Ensuite, à travers une discussion stimulante sur le théâtre, comment y entrer, ce que cela signifie pour vous, et comment vous vous rapportez aux histoires que vous racontez, nous sommes arrivés - naturellement - à la version revue au féminin de 'Company', avec une interprétation, dans une autre voix encore, de 'Being Alive' de Bobbie (Sondheim). Settle a le contrôle respiratoire de Barbara Cook mélangé à une ceinture de cuivres qui vous secoue! C'est magique. Et ses histoires le sont aussi : une autre grande histoire sur ses débuts dans 'Hairspray' a fait mouche. Alors nous avons eu, de ce spectacle, 'Good Morning, Baltimore' (Marc Shaimann/Scott Wittmann), avec Seth ajoutant quelques harmonies astucieuses.
Après tout ce drame, nous avons glissé dans un territoire beaucoup plus subtil, 'If I Had My Way' (Frank Wildhorn/Jack Murphy/Linda Eder); une ballade somptueuse, donnée avec dignité, cœur et la vulnérabilité la plus tendre dans une autre performance fabuleuse de cette grande interprète. Laissé tremblant par la pure beauté de celle-ci, nous avons abordé 'la situation actuelle', puis une version solo d'un duo de 'Hands on a Hardbody' (Trey Anastasio et Amanda Green - elle-même présente dans la colonne de discussion!), qui a offert une chanson incroyable, 'I'm Gone', parfaitement réalisée en solo ici. C'est le genre de chanson que l'on pourrait écouter toute la journée.. surtout lorsqu'elle est chantée par cette chanteuse incroyable. Elle a également fait son charme sur 'I Dreamed A Dream' de 'Les Misérables' (Schoenberg/Boublil), un autre hymne avec un message profondément humain et compatissant - deux qualités qui ont fait défaut dans trop de parties du monde d'aujourd'hui.
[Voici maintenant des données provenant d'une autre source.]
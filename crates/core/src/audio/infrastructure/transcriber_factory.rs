use std::fmt;
use std::path::PathBuf;
use std::str::FromStr;

use thiserror::Error;

use crate::audio::domain::transcriber::{Transcriber, TranscriptionError};
use crate::shared::constants::{WHISPER_MODEL_NAME, WHISPER_MODEL_URL};
use crate::shared::model_resolver::{self, ModelResolveError, ProgressFn};

use super::http_transcriber::{HttpTranscriber, HttpTranscriberConfig};
use super::whisper_transcriber::WhisperTranscriber;

/// Recognition backend preference.
#[derive(Clone, Copy, Debug, PartialEq, Eq)]
pub enum TranscriberKind {
    Whisper,
    Http,
}

impl FromStr for TranscriberKind {
    type Err = String;

    fn from_str(s: &str) -> Result<Self, Self::Err> {
        match s.trim().to_ascii_lowercase().as_str() {
            "whisper" => Ok(Self::Whisper),
            "http" => Ok(Self::Http),
            other => Err(format!("unknown transcriber '{other}' (expected whisper or http)")),
        }
    }
}

impl fmt::Display for TranscriberKind {
    fn fmt(&self, f: &mut fmt::Formatter<'_>) -> fmt::Result {
        match self {
            Self::Whisper => write!(f, "whisper"),
            Self::Http => write!(f, "http"),
        }
    }
}

/// Everything needed to build either backend.
#[derive(Clone, Debug)]
pub enum TranscriberSettings {
    Whisper {
        /// Explicit model file; resolved from the cache or downloaded when `None`.
        model_path: Option<PathBuf>,
        language: String,
    },
    Http(HttpTranscriberConfig),
}

impl TranscriberSettings {
    pub fn kind(&self) -> TranscriberKind {
        match self {
            Self::Whisper { .. } => TranscriberKind::Whisper,
            Self::Http(_) => TranscriberKind::Http,
        }
    }
}

#[derive(Error, Debug)]
pub enum TranscriberSetupError {
    #[error("cannot locate whisper model: {0}")]
    Model(#[from] ModelResolveError),
    #[error(transparent)]
    Backend(#[from] TranscriptionError),
}

/// Creates the configured transcriber. Logs which backend is selected.
pub fn create_transcriber(
    settings: TranscriberSettings,
    download_progress: Option<ProgressFn>,
) -> Result<Box<dyn Transcriber>, TranscriberSetupError> {
    match settings {
        TranscriberSettings::Whisper {
            model_path,
            language,
        } => {
            let model_path = match model_path {
                Some(path) => path,
                None => model_resolver::resolve(
                    WHISPER_MODEL_NAME,
                    WHISPER_MODEL_URL,
                    None,
                    download_progress,
                )?,
            };
            log::info!(
                "Using local whisper transcriber (model={}, language={language})",
                model_path.display()
            );
            Ok(Box::new(WhisperTranscriber::new(&model_path, &language)?))
        }
        TranscriberSettings::Http(config) => {
            log::info!(
                "Using HTTP transcriber at {} (model={}, timeout={:?})",
                config.url,
                config.model,
                config.timeout
            );
            Ok(Box::new(HttpTranscriber::new(config)?))
        }
    }
}

#[cfg(test)]
mod tests {
    use super::*;
    use rstest::rstest;
    use std::time::Duration;

    #[rstest]
    #[case("whisper", TranscriberKind::Whisper)]
    #[case("HTTP", TranscriberKind::Http)]
    #[case(" http ", TranscriberKind::Http)]
    fn test_parse_kind(#[case] input: &str, #[case] expected: TranscriberKind) {
        assert_eq!(input.parse::<TranscriberKind>().unwrap(), expected);
    }

    #[test]
    fn test_parse_unknown_kind_fails() {
        let err = "vosk".parse::<TranscriberKind>().unwrap_err();
        assert!(err.contains("vosk"));
    }

    #[test]
    fn test_kind_display_round_trips() {
        for kind in [TranscriberKind::Whisper, TranscriberKind::Http] {
            assert_eq!(kind.to_string().parse::<TranscriberKind>().unwrap(), kind);
        }
    }

    #[test]
    fn test_create_http_transcriber() {
        let settings = TranscriberSettings::Http(HttpTranscriberConfig {
            url: "http://127.0.0.1:9/v1/audio/transcriptions".to_string(),
            model: "whisper-1".to_string(),
            api_key: None,
            language: None,
            timeout: Duration::from_secs(1),
        });
        assert_eq!(settings.kind(), TranscriberKind::Http);
        let transcriber = create_transcriber(settings, None).unwrap();
        assert_eq!(transcriber.name(), "http");
    }

    #[test]
    fn test_create_whisper_with_missing_model_fails() {
        let settings = TranscriberSettings::Whisper {
            model_path: Some(PathBuf::from("/nonexistent/ggml.bin")),
            language: "en".to_string(),
        };
        let result = create_transcriber(settings, None);
        assert!(matches!(
            result,
            Err(TranscriberSetupError::Backend(TranscriptionError::Model(_)))
        ));
    }
}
Quel changement agréable de se lancer ensuite dans 'I'll Be Your Candle On The Water' (Al Kasha/Joel Hirschhorn), de 'Pete's Dragon', inspiré par la façon dont Helen Reddy l'a chanté, une autre grande icône pour Keala, pour qui elle a trouvé une autre couleur dans sa voix étonnante. Et puis en est venu un autre ! Le rock sassy, frappant et grinçant, 'My Body' de 'The Life' (Cy Coleman/Ira Gasman). Mais pour terminer, il fallait revenir à 'The Greatest Love Of All' (Michael Masser/Linda Creed), distribué avec le lyrisme de Diana Ross et l'énergie d'Aretha Franklin. La voix de Settle embrasse tant de musiques, qu'elle devient presque la musique elle-même. Éblouissant!